What appears to be the most loaded solution in the package is called the Smart Tracker, which is basically a solution for location monitoring. Once installed, this enables the bus unit’s head office to receive alarms through SMS, email or web alerts when the bus overspeeds. It also has an idling alert, an anti-pilferage feature to let operators monitor fuel consumption through distance traveled, and alerts triggered when the bus goes beyond a defined geozone. Overall, this solution claims to be able to give real time traffic conditions for the bus route.
Another solution is called the Smart Cam, which addresses passenger safety concerns by functioning as the bus company’s remote surveillance. This smart camera can also be installed near the bus’ fuel source to prevent gas pilferage.
For managing and monitoring passenger admission and ticket sales in real time from the head office, the Smart e-Ticketing was developed. This solution allows travel fare to be accurately computed and printed out for the passenger, as the ticketing transaction gets directly transmitted to the bus operator.
Bus operators who want to avail of leveled up solutions can install the Smart Biz LTE in their buses, which can connect up to 45 devices simultaneously at LTE speed; or apply for the Smart Fleet, a cloud-based system that can perform vehicle management operations like maintenance, dispatching, cashiering and reporting.
It’s cost versus figures.
A bus operator’s total investment for an all-in-one package would be Php 3,500 for every bus, monthly. When asked if this cost would be passed on to bus passengers, Yague assured that fare regulations, first and foremost, would definitely prevent such from happening. Bus fares are fixed and cannot just be hiked up by any operator who has installed the SmartBus solutions in his bus units. Yague added that instead of being threatened, bus passengers should instead look forward to bus operators competing to offer better services, already given the digital solutions within reach.
There are currently 33,000 buses operating nationwide, operated by 433 bus companies. By 2030, the commuting public dependent on bus transportation will have already reached 77 percent.

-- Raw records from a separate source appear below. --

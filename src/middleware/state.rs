use std::sync::Arc;

use axum_extra::extract::CookieJar;
use time::Duration;

use super::config::GateSettings;
use crate::codec::CookieCodec;
use crate::provider::IdentityProvider;
use crate::refresh::TokenRefresher;
use crate::store::CookieSessionStore;

/// Shared state for the guard layers and auth route handlers.
pub(crate) struct GateState<P> {
    pub(crate) provider: Arc<P>,
    pub(crate) settings: GateSettings,
}

// Manual Clone: avoid derive adding a `P: Clone` bound.
impl<P> Clone for GateState<P> {
    fn clone(&self) -> Self {
        Self {
            provider: self.provider.clone(),
            settings: self.settings.clone(),
        }
    }
}

impl<P: IdentityProvider> GateState<P> {
    pub(crate) fn codec(&self) -> CookieCodec {
        CookieCodec::new(self.settings.cookie_name.clone())
            .with_chunk_bytes(self.settings.chunk_bytes)
    }

    /// Fresh request-scoped store over the inbound jar. Never cached.
    pub(crate) fn store_from(&self, jar: &CookieJar) -> CookieSessionStore {
        CookieSessionStore::from_jar(self.codec(), jar)
            .with_secure_cookies(self.settings.secure_cookies)
            .with_ttl_days(self.settings.cookie_ttl_days)
    }

    pub(crate) fn refresher(&self) -> TokenRefresher<'_, P> {
        TokenRefresher::new(self.provider.as_ref())
            .with_skew(Duration::seconds(self.settings.expiry_skew_secs))
            .with_timeout(self.settings.refresh_timeout)
    }
}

According to the Land Transportation Franchising and Regulatory Board, there is a 28 percent increase in road accidents every year, most of which are caused by tailgating or miscalculations.
Based on figures reported by PLDT SME Nation, a commuter can lose up to four hours to traffic every day, amounting to Php 79.5 million worth of man hours lost.

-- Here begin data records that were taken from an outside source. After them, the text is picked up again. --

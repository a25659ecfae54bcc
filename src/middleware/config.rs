use crate::codec::DEFAULT_CHUNK_BYTES;
use crate::error::Error;

/// Shared gate settings used by both config and runtime state.
#[derive(Clone)]
pub(crate) struct GateSettings {
    pub(crate) cookie_name: String,
    pub(crate) chunk_bytes: usize,
    pub(crate) cookie_ttl_days: i64,
    pub(crate) secure_cookies: bool,
    pub(crate) expiry_skew_secs: i64,
    pub(crate) refresh_timeout: std::time::Duration,
    pub(crate) auth_path: String,
    pub(crate) login_redirect: String,
    pub(crate) logout_redirect: String,
    pub(crate) error_redirect: String,
}

impl GateSettings {
    fn defaults() -> Self {
        Self {
            cookie_name: "__cookiegate_session".into(),
            chunk_bytes: DEFAULT_CHUNK_BYTES,
            cookie_ttl_days: 30,
            secure_cookies: true,
            expiry_skew_secs: 60,
            refresh_timeout: std::time::Duration::from_secs(10),
            auth_path: "/api/auth".into(),
            login_redirect: "/".into(),
            logout_redirect: "/".into(),
            error_redirect: "/login".into(),
        }
    }
}

/// Gate configuration.
///
/// All fields have sensible defaults; override with `with_*` methods, or use
/// [`from_env()`](GateConfig::from_env) for convention-based setup.
pub struct GateConfig {
    pub(crate) settings: GateSettings,
}

impl Default for GateConfig {
    fn default() -> Self {
        Self::new()
    }
}

impl GateConfig {
    #[must_use]
    pub fn new() -> Self {
        Self {
            settings: GateSettings::defaults(),
        }
    }

    /// Create config from environment variables.
    ///
    /// # Optional env vars
    /// - `COOKIEGATE_COOKIE_NAME`: session cookie family base name
    /// - `COOKIEGATE_CHUNK_BYTES`: per-cookie value budget
    /// - `COOKIEGATE_COOKIE_TTL_DAYS`: session cookie lifetime
    /// - `COOKIEGATE_EXPIRY_SKEW_SECS`: refresh-ahead window
    /// - `COOKIEGATE_REFRESH_TIMEOUT_SECS`: bounded wait on provider refresh
    /// - `COOKIEGATE_AUTH_PATH`: mount point for the sign-in/out routes
    /// - `COOKIEGATE_LOGIN_REDIRECT` / `COOKIEGATE_LOGOUT_REDIRECT` /
    ///   `COOKIEGATE_ERROR_REDIRECT`: post-auth navigation targets
    /// - `COOKIEGATE_INSECURE_COOKIES`: `"1"` or `"true"` drops the Secure
    ///   attribute for plain-HTTP local development
    ///
    /// # Errors
    ///
    /// Returns [`Error::Config`] when a numeric variable does not parse.
    pub fn from_env() -> Result<Self, Error> {
        let mut config = Self::new();

        if let Ok(name) = std::env::var("COOKIEGATE_COOKIE_NAME") {
            config.settings.cookie_name = name;
        }
        if let Ok(raw) = std::env::var("COOKIEGATE_CHUNK_BYTES") {
            config.settings.chunk_bytes = raw
                .parse()
                .map_err(|e| Error::Config(format!("COOKIEGATE_CHUNK_BYTES: {e}")))?;
        }
        if let Ok(raw) = std::env::var("COOKIEGATE_COOKIE_TTL_DAYS") {
            config.settings.cookie_ttl_days = raw
                .parse()
                .map_err(|e| Error::Config(format!("COOKIEGATE_COOKIE_TTL_DAYS: {e}")))?;
        }
        if let Ok(raw) = std::env::var("COOKIEGATE_EXPIRY_SKEW_SECS") {
            config.settings.expiry_skew_secs = raw
                .parse()
                .map_err(|e| Error::Config(format!("COOKIEGATE_EXPIRY_SKEW_SECS: {e}")))?;
        }
        if let Ok(raw) = std::env::var("COOKIEGATE_REFRESH_TIMEOUT_SECS") {
            let secs: u64 = raw
                .parse()
                .map_err(|e| Error::Config(format!("COOKIEGATE_REFRESH_TIMEOUT_SECS: {e}")))?;
            config.settings.refresh_timeout = std::time::Duration::from_secs(secs);
        }
        if let Ok(path) = std::env::var("COOKIEGATE_AUTH_PATH") {
            config.settings.auth_path = path;
        }
        if let Ok(path) = std::env::var("COOKIEGATE_LOGIN_REDIRECT") {
            config.settings.login_redirect = path;
        }
        if let Ok(path) = std::env::var("COOKIEGATE_LOGOUT_REDIRECT") {
            config.settings.logout_redirect = path;
        }
        if let Ok(path) = std::env::var("COOKIEGATE_ERROR_REDIRECT") {
            config.settings.error_redirect = path;
        }

        let insecure = matches!(
            std::env::var("COOKIEGATE_INSECURE_COOKIES").as_deref(),
            Ok("1") | Ok("true"),
        );
        config.settings.secure_cookies = !insecure;

        Ok(config)
    }

    #[must_use]
    pub fn with_cookie_name(mut self, name: impl Into<String>) -> Self {
        self.settings.cookie_name = name.into();
        self
    }

    #[must_use]
    pub fn with_chunk_bytes(mut self, bytes: usize) -> Self {
        self.settings.chunk_bytes = bytes;
        self
    }

    #[must_use]
    pub fn with_cookie_ttl_days(mut self, days: i64) -> Self {
        self.settings.cookie_ttl_days = days;
        self
    }

    #[must_use]
    pub fn with_secure_cookies(mut self, secure: bool) -> Self {
        self.settings.secure_cookies = secure;
        self
    }

    #[must_use]
    pub fn with_expiry_skew_secs(mut self, secs: i64) -> Self {
        self.settings.expiry_skew_secs = secs;
        self
    }

    #[must_use]
    pub fn with_refresh_timeout(mut self, timeout: std::time::Duration) -> Self {
        self.settings.refresh_timeout = timeout;
        self
    }

    #[must_use]
    pub fn with_auth_path(mut self, path: impl Into<String>) -> Self {
        self.settings.auth_path = path.into();
        self
    }

    #[must_use]
    pub fn with_login_redirect(mut self, path: impl Into<String>) -> Self {
        self.settings.login_redirect = path.into();
        self
    }

    #[must_use]
    pub fn with_logout_redirect(mut self, path: impl Into<String>) -> Self {
        self.settings.logout_redirect = path.into();
        self
    }

    #[must_use]
    pub fn with_error_redirect(mut self, path: impl Into<String>) -> Self {
        self.settings.error_redirect = path.into();
        self
    }
}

Since the figures are alarming, the question of why the government has not availed of the solutions for national deployment was raised. To this, CEO and founder of Green Frog Hybrid Bus Company Philip Apostol said that “there is a tech limit to offering it to the government.” He explains, “It is hard to track thousands of buses nationwide. It will require a huge hub or data center. That’s why [the] monitoring functions of the tech is addressed for the operators.”
Apostol’s Green Frog has been one of the first users of the solutions, along with the premium airport bus service UBE Express, and other huge local bus operators that include Victory Liner, Genesis and ES Transport.
Jen Balboa is the managing editor of Entrepreneur Philippines. She loves the road, and reading while in traffic.